Stored data
┌────────

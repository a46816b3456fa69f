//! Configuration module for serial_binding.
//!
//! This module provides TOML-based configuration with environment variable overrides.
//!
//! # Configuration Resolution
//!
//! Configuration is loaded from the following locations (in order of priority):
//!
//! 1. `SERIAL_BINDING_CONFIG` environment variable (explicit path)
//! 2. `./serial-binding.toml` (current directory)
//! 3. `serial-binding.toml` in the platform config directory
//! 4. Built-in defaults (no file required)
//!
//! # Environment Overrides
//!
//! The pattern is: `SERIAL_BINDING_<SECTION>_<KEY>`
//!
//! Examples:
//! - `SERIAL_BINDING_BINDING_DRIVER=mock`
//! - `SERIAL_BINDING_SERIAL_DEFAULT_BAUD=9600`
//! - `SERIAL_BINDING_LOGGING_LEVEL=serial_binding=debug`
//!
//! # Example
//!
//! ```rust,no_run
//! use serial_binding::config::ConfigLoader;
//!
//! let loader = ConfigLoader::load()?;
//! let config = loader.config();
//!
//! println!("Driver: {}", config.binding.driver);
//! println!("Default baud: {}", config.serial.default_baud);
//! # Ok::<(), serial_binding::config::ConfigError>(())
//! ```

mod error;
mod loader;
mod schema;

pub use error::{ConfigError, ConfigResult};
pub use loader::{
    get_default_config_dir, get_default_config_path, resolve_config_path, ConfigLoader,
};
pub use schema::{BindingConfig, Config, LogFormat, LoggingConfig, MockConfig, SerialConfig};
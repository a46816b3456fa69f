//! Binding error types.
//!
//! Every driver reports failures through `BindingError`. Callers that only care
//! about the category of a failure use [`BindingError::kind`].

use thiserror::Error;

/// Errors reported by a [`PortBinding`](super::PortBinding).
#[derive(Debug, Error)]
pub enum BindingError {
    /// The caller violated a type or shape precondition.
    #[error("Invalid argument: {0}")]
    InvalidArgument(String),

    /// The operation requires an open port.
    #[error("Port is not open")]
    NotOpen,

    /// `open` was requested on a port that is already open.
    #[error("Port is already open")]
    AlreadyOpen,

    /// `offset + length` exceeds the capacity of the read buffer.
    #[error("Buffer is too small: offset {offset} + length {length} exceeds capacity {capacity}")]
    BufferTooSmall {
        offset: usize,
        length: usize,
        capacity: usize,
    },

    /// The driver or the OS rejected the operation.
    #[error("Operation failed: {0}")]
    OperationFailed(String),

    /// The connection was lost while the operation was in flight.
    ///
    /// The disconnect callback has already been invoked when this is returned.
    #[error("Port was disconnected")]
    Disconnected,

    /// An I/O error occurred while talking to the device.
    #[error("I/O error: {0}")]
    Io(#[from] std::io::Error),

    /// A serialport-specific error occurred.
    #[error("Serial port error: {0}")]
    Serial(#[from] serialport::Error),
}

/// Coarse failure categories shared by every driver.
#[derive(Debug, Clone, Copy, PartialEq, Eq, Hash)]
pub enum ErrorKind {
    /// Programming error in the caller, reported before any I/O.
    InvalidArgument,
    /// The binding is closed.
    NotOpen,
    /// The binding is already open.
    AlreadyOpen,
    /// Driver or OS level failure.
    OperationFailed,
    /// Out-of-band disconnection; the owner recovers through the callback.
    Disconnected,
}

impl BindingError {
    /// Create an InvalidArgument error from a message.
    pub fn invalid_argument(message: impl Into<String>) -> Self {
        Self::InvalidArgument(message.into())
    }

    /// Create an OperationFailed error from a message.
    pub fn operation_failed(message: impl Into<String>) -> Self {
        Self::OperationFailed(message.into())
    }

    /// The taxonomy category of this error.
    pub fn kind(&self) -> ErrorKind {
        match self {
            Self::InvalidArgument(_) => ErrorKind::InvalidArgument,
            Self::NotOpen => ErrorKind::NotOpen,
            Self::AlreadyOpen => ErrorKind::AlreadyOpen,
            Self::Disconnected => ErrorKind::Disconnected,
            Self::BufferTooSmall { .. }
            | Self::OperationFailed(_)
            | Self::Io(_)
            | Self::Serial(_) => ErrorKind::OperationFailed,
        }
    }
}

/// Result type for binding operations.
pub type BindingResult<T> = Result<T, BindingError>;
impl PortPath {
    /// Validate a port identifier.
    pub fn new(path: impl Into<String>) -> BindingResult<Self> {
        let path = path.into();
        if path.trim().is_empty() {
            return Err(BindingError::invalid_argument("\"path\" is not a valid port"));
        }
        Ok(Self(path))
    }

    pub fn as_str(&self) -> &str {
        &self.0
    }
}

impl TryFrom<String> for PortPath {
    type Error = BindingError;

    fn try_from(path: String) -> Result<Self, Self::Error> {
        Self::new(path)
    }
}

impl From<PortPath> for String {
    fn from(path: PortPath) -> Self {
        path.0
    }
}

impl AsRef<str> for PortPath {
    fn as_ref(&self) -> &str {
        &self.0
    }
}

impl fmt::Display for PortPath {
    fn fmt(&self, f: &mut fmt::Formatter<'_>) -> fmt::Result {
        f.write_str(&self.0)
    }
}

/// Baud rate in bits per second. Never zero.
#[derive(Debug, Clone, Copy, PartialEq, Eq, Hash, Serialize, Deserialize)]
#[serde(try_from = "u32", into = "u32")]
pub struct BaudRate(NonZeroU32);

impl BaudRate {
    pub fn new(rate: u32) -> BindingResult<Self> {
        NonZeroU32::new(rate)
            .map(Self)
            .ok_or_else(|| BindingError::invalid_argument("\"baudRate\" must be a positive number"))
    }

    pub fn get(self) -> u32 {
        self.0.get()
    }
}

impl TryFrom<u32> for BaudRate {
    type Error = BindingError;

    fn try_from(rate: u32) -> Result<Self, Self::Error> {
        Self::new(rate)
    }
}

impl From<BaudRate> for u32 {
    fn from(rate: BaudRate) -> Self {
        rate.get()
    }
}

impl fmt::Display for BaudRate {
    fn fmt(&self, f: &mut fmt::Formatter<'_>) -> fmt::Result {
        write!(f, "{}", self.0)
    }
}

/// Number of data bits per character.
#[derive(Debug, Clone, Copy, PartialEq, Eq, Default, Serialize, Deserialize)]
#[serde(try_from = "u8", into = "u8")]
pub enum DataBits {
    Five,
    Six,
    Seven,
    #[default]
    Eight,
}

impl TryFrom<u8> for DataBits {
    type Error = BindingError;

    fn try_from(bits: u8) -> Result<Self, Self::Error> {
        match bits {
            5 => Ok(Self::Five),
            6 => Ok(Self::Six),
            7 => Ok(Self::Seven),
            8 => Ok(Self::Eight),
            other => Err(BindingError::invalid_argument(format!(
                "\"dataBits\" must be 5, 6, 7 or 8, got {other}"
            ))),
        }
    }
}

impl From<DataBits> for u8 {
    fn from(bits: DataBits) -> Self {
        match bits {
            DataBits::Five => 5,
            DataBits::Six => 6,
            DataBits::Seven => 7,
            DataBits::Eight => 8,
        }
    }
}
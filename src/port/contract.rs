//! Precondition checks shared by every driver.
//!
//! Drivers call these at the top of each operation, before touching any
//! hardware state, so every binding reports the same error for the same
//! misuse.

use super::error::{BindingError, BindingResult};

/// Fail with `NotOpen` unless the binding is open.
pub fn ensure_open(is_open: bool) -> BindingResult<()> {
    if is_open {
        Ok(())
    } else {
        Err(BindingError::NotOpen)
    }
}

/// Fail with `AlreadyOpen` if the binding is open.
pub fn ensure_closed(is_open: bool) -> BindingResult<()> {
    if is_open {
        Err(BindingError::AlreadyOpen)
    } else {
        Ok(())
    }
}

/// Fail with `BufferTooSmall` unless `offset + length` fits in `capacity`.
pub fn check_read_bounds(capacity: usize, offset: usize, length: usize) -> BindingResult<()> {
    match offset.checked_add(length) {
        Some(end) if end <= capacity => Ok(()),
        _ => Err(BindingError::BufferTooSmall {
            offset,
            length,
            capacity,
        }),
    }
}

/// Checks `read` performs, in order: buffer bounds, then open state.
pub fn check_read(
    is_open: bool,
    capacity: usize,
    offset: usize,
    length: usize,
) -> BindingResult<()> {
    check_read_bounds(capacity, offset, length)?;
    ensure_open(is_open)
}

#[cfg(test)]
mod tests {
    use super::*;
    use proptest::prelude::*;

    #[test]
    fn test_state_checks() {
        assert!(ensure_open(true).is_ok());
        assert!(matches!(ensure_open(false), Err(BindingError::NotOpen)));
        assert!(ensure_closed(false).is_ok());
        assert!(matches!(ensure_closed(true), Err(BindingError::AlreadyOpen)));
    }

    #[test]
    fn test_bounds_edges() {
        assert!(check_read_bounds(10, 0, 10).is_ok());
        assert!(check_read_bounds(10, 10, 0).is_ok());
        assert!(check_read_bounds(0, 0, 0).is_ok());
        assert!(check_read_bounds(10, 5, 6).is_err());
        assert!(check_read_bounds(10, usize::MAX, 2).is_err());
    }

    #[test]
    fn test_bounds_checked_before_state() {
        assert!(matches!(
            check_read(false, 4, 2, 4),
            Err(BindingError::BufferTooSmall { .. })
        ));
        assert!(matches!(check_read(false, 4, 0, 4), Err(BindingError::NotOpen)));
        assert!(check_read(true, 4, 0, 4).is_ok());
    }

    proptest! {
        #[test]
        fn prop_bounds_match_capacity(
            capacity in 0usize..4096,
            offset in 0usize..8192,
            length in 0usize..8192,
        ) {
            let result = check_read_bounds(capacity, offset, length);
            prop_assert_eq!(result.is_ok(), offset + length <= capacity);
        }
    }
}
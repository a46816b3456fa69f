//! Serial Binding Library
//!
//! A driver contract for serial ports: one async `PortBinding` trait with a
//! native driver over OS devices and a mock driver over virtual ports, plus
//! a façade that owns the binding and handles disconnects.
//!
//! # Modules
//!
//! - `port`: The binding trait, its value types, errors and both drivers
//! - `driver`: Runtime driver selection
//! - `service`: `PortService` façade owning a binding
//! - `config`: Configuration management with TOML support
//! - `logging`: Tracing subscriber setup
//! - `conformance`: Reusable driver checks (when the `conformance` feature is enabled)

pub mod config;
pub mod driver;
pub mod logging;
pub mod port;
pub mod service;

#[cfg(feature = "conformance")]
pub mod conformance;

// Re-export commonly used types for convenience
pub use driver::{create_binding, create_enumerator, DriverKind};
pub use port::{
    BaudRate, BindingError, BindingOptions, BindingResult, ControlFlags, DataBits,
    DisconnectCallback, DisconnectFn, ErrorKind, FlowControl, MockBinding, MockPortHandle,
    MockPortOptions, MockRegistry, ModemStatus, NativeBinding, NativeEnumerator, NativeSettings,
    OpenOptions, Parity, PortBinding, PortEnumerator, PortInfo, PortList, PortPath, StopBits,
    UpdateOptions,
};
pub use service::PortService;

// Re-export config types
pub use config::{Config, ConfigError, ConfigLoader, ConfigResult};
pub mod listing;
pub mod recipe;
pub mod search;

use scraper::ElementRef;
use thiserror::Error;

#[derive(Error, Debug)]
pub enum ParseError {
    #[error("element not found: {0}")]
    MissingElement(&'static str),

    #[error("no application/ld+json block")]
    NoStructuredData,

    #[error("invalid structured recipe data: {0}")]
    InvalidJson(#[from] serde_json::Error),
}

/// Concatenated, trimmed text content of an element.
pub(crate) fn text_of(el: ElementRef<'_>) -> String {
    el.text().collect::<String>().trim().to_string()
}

└────────

**WORK TO COMPLETE**
Write out only the lines that run from the line containing "impl fmt::Display for PortPath" through the line containing "pub fn get(self)", both included, exactly as they appear above.

**WORKED SOLUTION**
impl fmt::Display for PortPath {
    fn fmt(&self, f: &mut fmt::Formatter<'_>) -> fmt::Result {
        f.write_str(&self.0)
    }
}

/// Baud rate in bits per second. Never zero.
#[derive(Debug, Clone, Copy, PartialEq, Eq, Hash, Serialize, Deserialize)]
#[serde(try_from = "u32", into = "u32")]
pub struct BaudRate(NonZeroU32);

impl BaudRate {
    pub fn new(rate: u32) -> BindingResult<Self> {
        NonZeroU32::new(rate)
            .map(Self)
            .ok_or_else(|| BindingError::invalid_argument("\"baudRate\" must be a positive number"))
    }

    pub fn get(self) -> u32 {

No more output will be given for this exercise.